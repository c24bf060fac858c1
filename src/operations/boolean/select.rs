use slotmap::SecondaryMap;

use crate::error::{DataError, GeometryError};

use super::arrangement::{Arrangement, FaceId};

/// The type of boolean operation.
#[derive(Debug, Clone, Copy, PartialEq, Eq, Hash)]
#[cfg_attr(feature = "serde", derive(serde::Serialize, serde::Deserialize))]
pub enum Operation {
    Intersect,
    Union,
    Xor,
    /// Source minus clip.
    Difference,
}

/// Keep/drop decision for a face, by operation and by its membership flags.
///
/// | in source | in clip | Intersect | Union | Xor  | Difference |
/// |-----------|---------|-----------|-------|------|------------|
/// | false     | false   | drop      | drop  | drop | drop       |
/// | false     | true    | drop      | keep  | keep | drop       |
/// | true      | false   | drop      | keep  | keep | keep       |
/// | true      | true    | keep      | keep  | drop | drop       |
const KEEP_TABLE: [[bool; 4]; 4] = [
    [false, false, false, true],
    [false, true, true, true],
    [false, true, true, false],
    [false, false, true, false],
];

impl Operation {
    const fn row(self) -> usize {
        match self {
            Self::Intersect => 0,
            Self::Union => 1,
            Self::Xor => 2,
            Self::Difference => 3,
        }
    }

    /// Returns `true` if a face with the given membership belongs to the result.
    #[must_use]
    pub fn keeps(self, inside_source: bool, inside_clip: bool) -> bool {
        let column = usize::from(inside_source) * 2 + usize::from(inside_clip);
        KEEP_TABLE[self.row()][column]
    }
}

/// Numeric operation codes of the flat exchange format:
/// 1 = intersect, 2 = union, 3 = xor.
impl TryFrom<i32> for Operation {
    type Error = DataError;

    fn try_from(code: i32) -> Result<Self, Self::Error> {
        match code {
            1 => Ok(Self::Intersect),
            2 => Ok(Self::Union),
            3 => Ok(Self::Xor),
            other => Err(DataError::InvalidParameter {
                parameter: "operation",
                value: f64::from(other),
                reason: "unknown operation code",
            }),
        }
    }
}

/// Marks the faces that belong to the result of `op`.
///
/// # Errors
///
/// Returns [`GeometryError::Degenerate`] if the unbounded face would be kept.
pub fn select_faces(
    arrangement: &Arrangement,
    op: Operation,
) -> Result<SecondaryMap<FaceId, bool>, GeometryError> {
    let kept: SecondaryMap<FaceId, bool> = arrangement
        .faces
        .iter()
        .map(|(id, face)| (id, op.keeps(face.inside[0], face.inside[1])))
        .collect();
    if kept.get(arrangement.unbounded()).copied().unwrap_or(false) {
        return Err(GeometryError::Degenerate("unbounded face selected".into()));
    }
    Ok(kept)
}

-*-*-

### WHAT TO WORK ON:
Please go through the data above and copy each line containing the word "derive".

### RESULT FOR THIS EXERCISE:
#[derive(Debug, Clone, Copy, PartialEq, Eq, Hash)]
#[cfg_attr(feature = "serde", derive(serde::Serialize, serde::Deserialize))]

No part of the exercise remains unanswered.